TASK DESCRIPTION -> Quote exactly, and only, the lines of the material below from the line with "it is there." through the line with "came back for.".

INFORMATION SUPPLIED ->
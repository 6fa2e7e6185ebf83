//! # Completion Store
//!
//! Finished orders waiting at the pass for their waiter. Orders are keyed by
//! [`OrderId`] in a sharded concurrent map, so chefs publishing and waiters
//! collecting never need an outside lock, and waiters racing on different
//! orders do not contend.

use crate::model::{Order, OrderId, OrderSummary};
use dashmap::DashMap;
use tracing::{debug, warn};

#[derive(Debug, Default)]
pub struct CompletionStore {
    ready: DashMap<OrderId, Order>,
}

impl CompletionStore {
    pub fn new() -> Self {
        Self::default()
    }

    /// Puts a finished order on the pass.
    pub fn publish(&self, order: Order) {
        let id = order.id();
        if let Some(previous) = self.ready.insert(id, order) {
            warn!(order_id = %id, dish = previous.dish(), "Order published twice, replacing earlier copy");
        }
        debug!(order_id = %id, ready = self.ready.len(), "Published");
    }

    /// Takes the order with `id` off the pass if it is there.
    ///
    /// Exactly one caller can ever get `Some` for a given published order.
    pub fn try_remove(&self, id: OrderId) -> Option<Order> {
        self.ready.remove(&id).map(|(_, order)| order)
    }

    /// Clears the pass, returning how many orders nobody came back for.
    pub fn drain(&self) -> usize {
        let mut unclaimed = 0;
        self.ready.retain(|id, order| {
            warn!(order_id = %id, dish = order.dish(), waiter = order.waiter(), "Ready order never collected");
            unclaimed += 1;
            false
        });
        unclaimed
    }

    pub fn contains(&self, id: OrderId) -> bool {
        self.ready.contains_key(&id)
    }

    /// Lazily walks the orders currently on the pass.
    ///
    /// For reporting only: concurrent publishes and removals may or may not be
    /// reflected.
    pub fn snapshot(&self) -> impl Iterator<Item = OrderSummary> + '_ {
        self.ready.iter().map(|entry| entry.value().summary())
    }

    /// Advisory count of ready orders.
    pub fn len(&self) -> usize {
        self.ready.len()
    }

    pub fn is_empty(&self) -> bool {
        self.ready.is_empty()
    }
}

TASK SOLUTION ->
    /// Takes the order with `id` off the pass if it is there.
    ///
    /// Exactly one caller can ever get `Some` for a given published order.
    pub fn try_remove(&self, id: OrderId) -> Option<Order> {
        self.ready.remove(&id).map(|(_, order)| order)
    }

    /// Clears the pass, returning how many orders nobody came back for.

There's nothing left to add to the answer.